2014  GoogleNet  6.8M  74.8% 
2017  SENet  145M  82.7% 
2018  GPipe  557M  84.3% 
Well, clearly there is an exponential increase in the number of parameters in the models when there is only a marginal increase in the accuracy. So, instead of a blind model scaling, can we implement a systematic scaling method?
Efficiency
ConvNets efficiency came to the forefront when they had to be deployed in smaller devices. Models such as SqueezeNets, MobileNets and ShuffleNets utilize model compression in order to achieve this.

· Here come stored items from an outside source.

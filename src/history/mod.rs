//! Patch-based undo/redo.
//!
//! Every structural mutation is recorded as a [`GraphPatch`] describing
//! the forward change with enough detail to invert it. Patches are
//! batched into one [`HistoryEntry`] per user command, so compound
//! commands (remove-node-with-edges, paste) undo as a unit. Replay goes
//! through the same mutation paths as user edits with recording
//! suppressed; the synchronizer reconciles afterwards, never the history.
//!
//! Excluded from history by construction: running flags, selection,
//! bridge state, and any other volatile runtime data.

use crate::core::error::NodeId;
use crate::core::types::Value;
use crate::graph::connection::LogicalConnection;
use crate::graph::node::{PatchNode, Position};
use log::trace;

/// Maximum retained undo entries; oldest fall off first.
const HISTORY_LIMIT: usize = 200;

/// One invertible structural change.
#[derive(Debug, Clone, PartialEq)]
pub enum GraphPatch {
    /// A node was added (captured post-add, with its properties).
    AddNode(PatchNode),
    /// A node was removed along with its incident connections.
    RemoveNode {
        node: PatchNode,
        connections: Vec<LogicalConnection>,
    },
    /// A connection was added.
    AddConnection(LogicalConnection),
    /// A connection was removed.
    RemoveConnection(LogicalConnection),
    /// A property changed value.
    SetProperty {
        node: NodeId,
        name: String,
        before: Value,
        after: Value,
    },
    /// A node moved.
    MoveNode {
        node: NodeId,
        before: Position,
        after: Position,
    },
}

impl GraphPatch {
    /// The patch that exactly reverses this one.
    pub fn inverted(&self) -> GraphPatch {
        match self {
            GraphPatch::AddNode(node) => GraphPatch::RemoveNode {
                node: node.clone(),
                connections: Vec::new(),
            },
            // Cascaded connections are reinstated separately; see
            // HistoryEntry::inverse_patches.
            GraphPatch::RemoveNode { node, .. } => GraphPatch::AddNode(node.clone()),
            GraphPatch::AddConnection(connection) => {
                GraphPatch::RemoveConnection(connection.clone())
            }
            GraphPatch::RemoveConnection(connection) => {
                GraphPatch::AddConnection(connection.clone())
            }
            GraphPatch::SetProperty {
                node,
                name,
                before,
                after,
            } => GraphPatch::SetProperty {
                node: *node,
                name: name.clone(),
                before: after.clone(),
                after: before.clone(),
            },
            GraphPatch::MoveNode {
                node,
                before,
                after,
            } => GraphPatch::MoveNode {
                node: *node,
                before: *after,
                after: *before,
            },
        }
    }
}

/// One user command's worth of patches, applied and reverted atomically.
#[derive(Debug, Clone, PartialEq)]
pub struct HistoryEntry {
    /// Human-readable command label ("add oscillator", "paste 3 nodes").
    pub label: String,
    /// Forward patches in execution order.
    pub patches: Vec<GraphPatch>,
}

impl HistoryEntry {
    /// The patch sequence that undoes this entry: inverted, in reverse
    /// order. `RemoveNode` inversions are expanded so cascaded
    /// connections come back after their node.
    pub fn inverse_patches(&self) -> Vec<GraphPatch> {
        let mut inverse = Vec::new();
        for patch in self.patches.iter().rev() {
            inverse.push(patch.inverted());
            if let GraphPatch::RemoveNode { connections, .. } = patch {
                for connection in connections {
                    inverse.push(GraphPatch::AddConnection(connection.clone()));
                }
            }
        }
        inverse
    }
}

/// The undo/redo stacks plus in-progress batching.
#[derive(Debug, Default)]
pub struct UndoHistory {
    undo_stack: Vec<HistoryEntry>,
    redo_stack: Vec<HistoryEntry>,
    batch: Option<HistoryEntry>,
    batch_depth: usize,
    suppressed: bool,
}

impl UndoHistory {
    pub fn new() -> Self {
        Self::default()
    }

    /// Start batching patches under a command label.
    ///
    /// Begins nest: a command built from smaller recorded commands still
    /// commits as one entry, labeled by the outermost begin.
    pub fn begin(&mut self, label: impl Into<String>) {
        if self.suppressed {
            return;
        }
        if self.batch.is_none() {
            self.batch = Some(HistoryEntry {
                label: label.into(),
                patches: Vec::new(),
            });
        }
        self.batch_depth += 1;
    }

    /// Record a forward patch into the open batch.
    ///
    /// With no open batch the patch becomes its own entry. Recording is
    /// a no-op while suppressed (i.e. during undo/redo replay).
    pub fn record(&mut self, patch: GraphPatch) {
        if self.suppressed {
            return;
        }
        match &mut self.batch {
            Some(entry) => entry.patches.push(patch),
            None => {
                self.push_entry(HistoryEntry {
                    label: "edit".to_string(),
                    patches: vec![patch],
                });
            }
        }
    }

    /// Close one level of batching; the outermost close pushes the entry.
    /// Empty batches are discarded.
    pub fn commit(&mut self) {
        if self.suppressed {
            return;
        }
        self.batch_depth = self.batch_depth.saturating_sub(1);
        if self.batch_depth > 0 {
            return;
        }
        if let Some(entry) = self.batch.take() {
            if !entry.patches.is_empty() {
                self.push_entry(entry);
            }
        }
    }

    /// Discard the open batch without recording it.
    pub fn abort(&mut self) {
        self.batch = None;
        self.batch_depth = 0;
    }

    /// Pop the most recent entry for undoing. The caller applies
    /// [`HistoryEntry::inverse_patches`] with suppression on.
    pub fn pop_undo(&mut self) -> Option<HistoryEntry> {
        let entry = self.undo_stack.pop()?;
        trace!("undo '{}' ({} patches)", entry.label, entry.patches.len());
        self.redo_stack.push(entry.clone());
        Some(entry)
    }

    /// Pop the most recent undone entry for redoing (forward patches).
    pub fn pop_redo(&mut self) -> Option<HistoryEntry> {
        let entry = self.redo_stack.pop()?;
        trace!("redo '{}' ({} patches)", entry.label, entry.patches.len());
        self.undo_stack.push(entry.clone());
        Some(entry)
    }

    pub fn can_undo(&self) -> bool {
        !self.undo_stack.is_empty()
    }

    pub fn can_redo(&self) -> bool {
        !self.redo_stack.is_empty()
    }

    /// Suppress recording while replaying history.
    pub fn set_suppressed(&mut self, suppressed: bool) {
        self.suppressed = suppressed;
    }

    pub fn is_suppressed(&self) -> bool {
        self.suppressed
    }

    /// Number of undoable entries.
    pub fn len(&self) -> usize {
        self.undo_stack.len()
    }

    pub fn is_empty(&self) -> bool {
        self.undo_stack.is_empty() && self.redo_stack.is_empty()
    }

    /// Drop everything, including an open batch.
    pub fn clear(&mut self) {
        self.undo_stack.clear();
        self.redo_stack.clear();
        self.batch = None;
        self.batch_depth = 0;
    }

    fn push_entry(&mut self, entry: HistoryEntry) {
        self.undo_stack.push(entry);
        self.redo_stack.clear();
        if self.undo_stack.len() > HISTORY_LIMIT {
            self.undo_stack.remove(0);
        }
    }
}

#[cfg(test)]
mod tests {
    use super::*;
    use crate::graph::connection::{ConnectionKind, Edge, Endpoint};
    use crate::registry::NodeTypeRegistry;

    fn sample_node() -> PatchNode {
        let registry = NodeTypeRegistry::with_builtins();
        PatchNode::new(registry.metadata("gain").unwrap())
    }

    fn sample_connection(from: NodeId, to: NodeId) -> LogicalConnection {
        LogicalConnection {
            edge: Edge::new(
                Endpoint::new(from, "out"),
                Endpoint::new(to, "in"),
            ),
            kind: ConnectionKind::SignalWire,
        }
    }

    #[test]
    fn test_set_property_inverts() {
        let patch = GraphPatch::SetProperty {
            node: NodeId::new(),
            name: "level".to_string(),
            before: Value::Float(1.0),
            after: Value::Float(0.5),
        };
        let GraphPatch::SetProperty { before, after, .. } = patch.inverted() else {
            panic!("inversion changed patch kind");
        };
        assert_eq!(before, Value::Float(0.5));
        assert_eq!(after, Value::Float(1.0));
    }

    #[test]
    fn test_remove_node_inverse_restores_connections() {
        let node = sample_node();
        let other = NodeId::new();
        let connection = sample_connection(other, node.id);
        let entry = HistoryEntry {
            label: "remove gain".to_string(),
            patches: vec![GraphPatch::RemoveNode {
                node: node.clone(),
                connections: vec![connection.clone()],
            }],
        };

        let inverse = entry.inverse_patches();
        assert_eq!(inverse[0], GraphPatch::AddNode(node));
        assert_eq!(inverse[1], GraphPatch::AddConnection(connection));
    }

    #[test]
    fn test_batch_commits_as_one_entry() {
        let mut history = UndoHistory::new();
        history.begin("paste");
        history.record(GraphPatch::AddNode(sample_node()));
        history.record(GraphPatch::AddNode(sample_node()));
        history.commit();

        assert_eq!(history.len(), 1);
        let entry = history.pop_undo().unwrap();
        assert_eq!(entry.patches.len(), 2);
        assert!(history.can_redo());
    }

    #[test]
    fn test_suppressed_recording_is_dropped() {
        let mut history = UndoHistory::new();
        history.set_suppressed(true);
        history.record(GraphPatch::AddNode(sample_node()));
        history.set_suppressed(false);

        assert!(!history.can_undo());
    }

    #[test]
    fn test_new_entry_clears_redo() {
        let mut history = UndoHistory::new();
        history.record(GraphPatch::AddNode(sample_node()));
        history.pop_undo().unwrap();
        assert!(history.can_redo());

        history.record(GraphPatch::AddNode(sample_node()));
        assert!(!history.can_redo());
    }

    #[test]
    fn test_empty_batch_discarded() {
        let mut history = UndoHistory::new();
        history.begin("noop");
        history.commit();
        assert!(!history.can_undo());
    }
}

However, recent advances in RL and in Neural Architecture Search (NAS) in specific, has opened up possibilities for optimized and efficient model architectures. NAS for larger models also implies a larger design space, higher compute and larger tuning cost. One solution for this would be to build an efficient base model and scale it appropriately.

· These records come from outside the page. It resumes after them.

//! # Naada - Node-based Audio Patching
//!
//! Naada is a node-based audio patching engine. It maintains a persisted
//! patch graph (nodes, typed ports, connections) and keeps an opaque
//! native audio backend synchronized with it in real time: adding a node
//! creates a backend instance, connecting ports wires instances or spins
//! up value bridges, and removing things tears the runtime half down in
//! the right order.
//!
//! ## Features
//!
//! - **Two node domains**: native nodes executed by the backend, computed
//!   nodes fully modeled in the engine
//! - **Typed connections**: signal, control, and trigger ports validated
//!   before any mutation
//! - **Live synchronization**: backend instances, wires, and bridges
//!   follow the model; single-shot sources are transparently rebuilt
//! - **Undo/redo**: patch-based history with compound commands undone
//!   atomically
//! - **Persistence**: versioned JSON snapshots with migration from the
//!   legacy format
//!
//! ## Quick Start
//!
//! ```rust,ignore
//! use naada::prelude::*;
//!
//! let mut session = PatchSession::new(
//!     NodeTypeRegistry::with_builtins(),
//!     Box::new(InMemoryBackendFactory::new()),
//! );
//!
//! // Build a small patch: oscillator -> gain -> destination.
//! let osc = session.add_node("oscillator")?;
//! let gain = session.add_node("gain")?;
//! let dest = session.add_node("destination")?;
//! session.add_edge(osc, "out", gain, "in")?;
//! session.add_edge(gain, "out", dest, "in")?;
//!
//! // Modulate the gain level from a step sequencer.
//! let seq = session.add_node("sequencer")?;
//! session.set_property(seq, "steps", Value::List(vec![
//!     Value::Float(0.2), Value::Float(0.8),
//! ]))?;
//! session.add_edge(seq, "value", gain, "level")?;
//!
//! // Advance cooperative time; the sequencer steps drive the backend.
//! session.tick(0.25);
//!
//! // Save and restore.
//! let snapshot = session.save_snapshot()?;
//! session.load_snapshot(&snapshot)?;
//! ```
//!
//! ## Architecture
//!
//! - [`core`]: value/port types and error handling
//! - [`registry`]: the node type catalog with schemas and builtins
//! - [`graph`]: the persisted model, connection classification, snapshots
//! - [`runtime`]: backend boundary, lifecycle synchronizer, bridges,
//!   external resources
//! - [`computed`]: the computed node engine and builtin behaviors
//! - [`history`]: patch-based undo/redo
//! - [`session`]: the command surface tying everything together

#![warn(missing_docs)]
#![warn(clippy::all)]

pub mod computed;
pub mod core;
pub mod graph;
pub mod history;
pub mod registry;
pub mod runtime;
pub mod session;

/// Prelude module for convenient imports.
///
/// Import everything commonly needed with:
/// ```rust,ignore
/// use naada::prelude::*;
/// ```
pub mod prelude {
    // Core types
    pub use crate::core::types::{PortType, Value};

    // Errors and ids
    pub use crate::core::error::{
        BackendError, EdgeId, GraphError, NaadaError, NaadaResult, NodeId, ResourceError,
        ValidationError,
    };

    // Port and property schemas
    pub use crate::core::port::{PortDefinition, PropertyDefinition};

    // Registry
    pub use crate::registry::{Category, NodeDomain, NodeTypeMetadata, NodeTypeRegistry};

    // Graph model
    pub use crate::graph::connection::{ConnectionKind, Edge, Endpoint, LogicalConnection};
    pub use crate::graph::model::PatchGraph;
    pub use crate::graph::node::{PatchNode, Position};
    pub use crate::graph::serialization::{
        SerializedConnection, SerializedNode, SerializedPatch,
    };

    // Runtime
    pub use crate::runtime::{
        AudioBuffer, BackendFactory, BackendHandle, Bridge, BridgeEffect, BridgeManager,
        Clipboard, InMemoryBackendFactory, LifecycleSynchronizer, LoadState, MemoryClipboard,
        PendingKind,
    };

    // Computed engine
    pub use crate::computed::{ComputedBehavior, ComputedEngine, Delta};

    // History
    pub use crate::history::{GraphPatch, HistoryEntry, UndoHistory};

    // Session
    pub use crate::session::{PatchSession, RuntimeStatus};
}

/// Library version.
pub const VERSION: &str = env!("CARGO_PKG_VERSION");

/// Library name.
pub const NAME: &str = env!("CARGO_PKG_NAME");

3. Problems with Existing Approaches
Scaling either one of the dimensions will result in diminishing returns.
The advantage and disadvantage of each scaling technique:
 Depth Scaling:
 Advantage: Richer and Complex feature extraction.
 Disadvantage: Vanishing Gradient Problem.
 Width Scaling:
 Advantage: Extract more fine grained features, easier to train.

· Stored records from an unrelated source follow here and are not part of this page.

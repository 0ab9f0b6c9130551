//! External resource boundaries: clipboard, audio decode, devices.
//!
//! Everything in this module crosses out of the engine's single-threaded
//! world. The clipboard is a trait so the demo binary and tests can run
//! against an in-memory one. Decode and device acquisition are modeled as
//! pending operations: the session enqueues them, something outside the
//! engine performs the work, and the result re-enters through the
//! session's `complete_*` methods, which liveness-check the node first.

use crate::core::error::{NodeId, ResourceError};
use log::debug;
use std::collections::HashMap;
use std::fs;
use std::path::Path;

// ============================================================================
// Clipboard
// ============================================================================

/// Copy/paste payload transport.
///
/// Payloads are opaque JSON produced by the session. A real implementation
/// may talk to the OS clipboard; either side may fail.
pub trait Clipboard {
    /// Store a payload, replacing any previous one.
    fn put(&mut self, payload: String) -> Result<(), ResourceError>;

    /// Fetch the current payload, if any.
    fn get(&self) -> Result<Option<String>, ResourceError>;
}

/// Process-local clipboard used by the demo binary and tests.
#[derive(Debug, Default)]
pub struct MemoryClipboard {
    payload: Option<String>,
}

impl MemoryClipboard {
    pub fn new() -> Self {
        Self::default()
    }
}

impl Clipboard for MemoryClipboard {
    fn put(&mut self, payload: String) -> Result<(), ResourceError> {
        self.payload = Some(payload);
        Ok(())
    }

    fn get(&self) -> Result<Option<String>, ResourceError> {
        Ok(self.payload.clone())
    }
}

// ============================================================================
// Audio decode
// ============================================================================

/// A decoded sample, as much of it as the engine needs to know.
///
/// Actual PCM lives behind the backend boundary; the engine tracks shape
/// and duration so computed playback nodes can report position.
#[derive(Debug, Clone, PartialEq)]
pub struct AudioBuffer {
    pub path: String,
    pub sample_rate: u32,
    pub channels: u16,
    pub frames: u64,
}

impl AudioBuffer {
    /// Playback length in seconds.
    pub fn duration_secs(&self) -> f64 {
        self.frames as f64 / self.sample_rate as f64
    }
}

/// Decode an audio file's header into an [`AudioBuffer`].
///
/// This is the synchronous half of the decode boundary, invoked by
/// whatever drives the pending-operation queue. The reference decode
/// reads only enough to size the buffer; an empty or unreadable file is
/// a decode failure, not an engine failure.
pub fn decode_file(path: &str) -> Result<AudioBuffer, ResourceError> {
    let metadata = match fs::metadata(Path::new(path)) {
        Ok(m) => m,
        Err(_) => return Err(ResourceError::FileNotFound(path.to_string())),
    };
    if metadata.len() == 0 {
        return Err(ResourceError::DecodeFailed(format!("{}: empty file", path)));
    }
    // Header parsing belongs to the backend; size the buffer from the
    // byte count assuming 16-bit stereo at the default rate.
    let sample_rate = 44_100;
    let channels = 2;
    let frames = metadata.len() / (2 * channels as u64);
    Ok(AudioBuffer {
        path: path.to_string(),
        sample_rate,
        channels,
        frames,
    })
}

// ============================================================================
// Pending operations
// ============================================================================

/// Per-node load state, surfaced through runtime status.
#[derive(Debug, Clone, Copy, PartialEq, Eq, Default)]
pub enum LoadState {
    /// No resource requested or resource absent.
    #[default]
    NotLoaded,
    /// A decode or acquisition is in flight.
    Loading,
    /// The resource is available.
    Loaded,
    /// The last attempt failed; stays until re-requested.
    Failed,
}

/// What an in-flight operation will produce.
#[derive(Debug, Clone, PartialEq, Eq)]
pub enum PendingKind {
    /// Decoding a file for a playback node.
    Decode { path: String },
    /// Acquiring a capture device stream.
    DeviceAcquisition,
}

/// One outstanding async boundary crossing, tagged with its node.
#[derive(Debug, Clone, PartialEq, Eq)]
pub struct PendingOperation {
    pub node_id: NodeId,
    pub kind: PendingKind,
}

/// Book-keeping for everything currently in flight.
///
/// Removal of a node does NOT cancel its entries; completion is
/// liveness-guarded at the session instead, so a late result for a gone
/// node simply drains here and goes nowhere.
#[derive(Debug, Default)]
pub struct PendingOperations {
    ops: Vec<PendingOperation>,
    load_states: HashMap<NodeId, LoadState>,
}

impl PendingOperations {
    pub fn new() -> Self {
        Self::default()
    }

    /// Enqueue an operation and mark the node loading.
    pub fn enqueue(&mut self, node_id: NodeId, kind: PendingKind) {
        debug!("pending {:?} enqueued for node {}", kind, node_id);
        self.load_states.insert(node_id, LoadState::Loading);
        self.ops.push(PendingOperation { node_id, kind });
    }

    /// Take the oldest in-flight operation for a node, if any.
    pub fn take(&mut self, node_id: NodeId) -> Option<PendingOperation> {
        let pos = self.ops.iter().position(|op| op.node_id == node_id)?;
        Some(self.ops.remove(pos))
    }

    /// Whether the node has anything in flight.
    pub fn is_pending(&self, node_id: NodeId) -> bool {
        self.ops.iter().any(|op| op.node_id == node_id)
    }

    /// Record the outcome of a completed operation.
    pub fn resolve(&mut self, node_id: NodeId, loaded: bool) {
        let state = if loaded {
            LoadState::Loaded
        } else {
            LoadState::Failed
        };
        self.load_states.insert(node_id, state);
    }

    /// The node's load state.
    pub fn load_state(&self, node_id: NodeId) -> LoadState {
        self.load_states
            .get(&node_id)
            .copied()
            .unwrap_or_default()
    }

    /// Drop status for a removed node. In-flight entries stay; their
    /// completion will fail the liveness check.
    pub fn forget(&mut self, node_id: NodeId) {
        self.load_states.remove(&node_id);
    }

    /// All outstanding operations, oldest first.
    pub fn pending(&self) -> &[PendingOperation] {
        &self.ops
    }

    pub fn clear(&mut self) {
        self.ops.clear();
        self.load_states.clear();
    }
}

 Disadvantage: Have difficulty capturing higher level features.
 Resolution Scaling:
 Advantages: Extracts fine grained features.
 Disadvantage: Larger memory.
From the advantages and disadvantages listed above, we can see that scaling of one dimension is not independent on the other dimensions. If the model resolution is increased, we would need larger receptive fields, and hence, larger depth. Similarly, with higher resolution, in order to extract finer features, we would need larger width. Hence, for optimal model scaling, the depth, width and resolution dimensions should be balanced.
Is there a principled way to scale up ConvNets that can achieve better efficiency and accuracy?
Methods
1. Notation
Through the rest of the paper, the following notation will be used:
 $\mathcal{F_i}$: function that is performed in layer $i$.
 $Y_i = \mathcal{F_i}(X_i)$: $Y_i$ in the output of layer $i$, which has the input $X_i$
 $<H_i, W_i, C_i>$: the dimension of the input $X_i$, where
 $H_i, W_i$: input spatial dimensions
 $C_i$: channel dimension
A ConvNet that comprises a base model with $s$ stages is represented as:
$$ \mathcal{N} = ⨀_{i=1}^s \Big(\mathcal{F_i}^{L_i}(X_{<H_i, W_i, C_i>})\Big) $$
where, $⨀$ indicates layer composition and $L_i$ indicates the number of times $F_i$ in repeated in stage $i$
2. Optimization
In our case, we want a model which can provide high accuracies with smaller number of FLOPS. Hence, we would have to perform a combined optimization – optimizing both the accuracy and FLOPS.
Accuracy Optimization
$$ \max_{d, w, r} Accuracy(\mathcal{N}(d, w, r)) $$
$$ s.t. \text{ } \mathcal{N}(d, w, r) = ⨀_{i=1}^s \Big(\mathcal{\hat{F_i}}^{d\cdot \hat{L_i}}(X_{<r\cdot \hat{H_i}, r\cdot \hat{W_i}, w\cdot \hat{C_i}>})\Big) $$
 $d, w, r$ represent Depth, width and resolution.
 $\hat{F_i}, \hat{L_i}, \hat{H_i}, \hat{W_i}, \hat{C_i}$ are parameters set by the base model.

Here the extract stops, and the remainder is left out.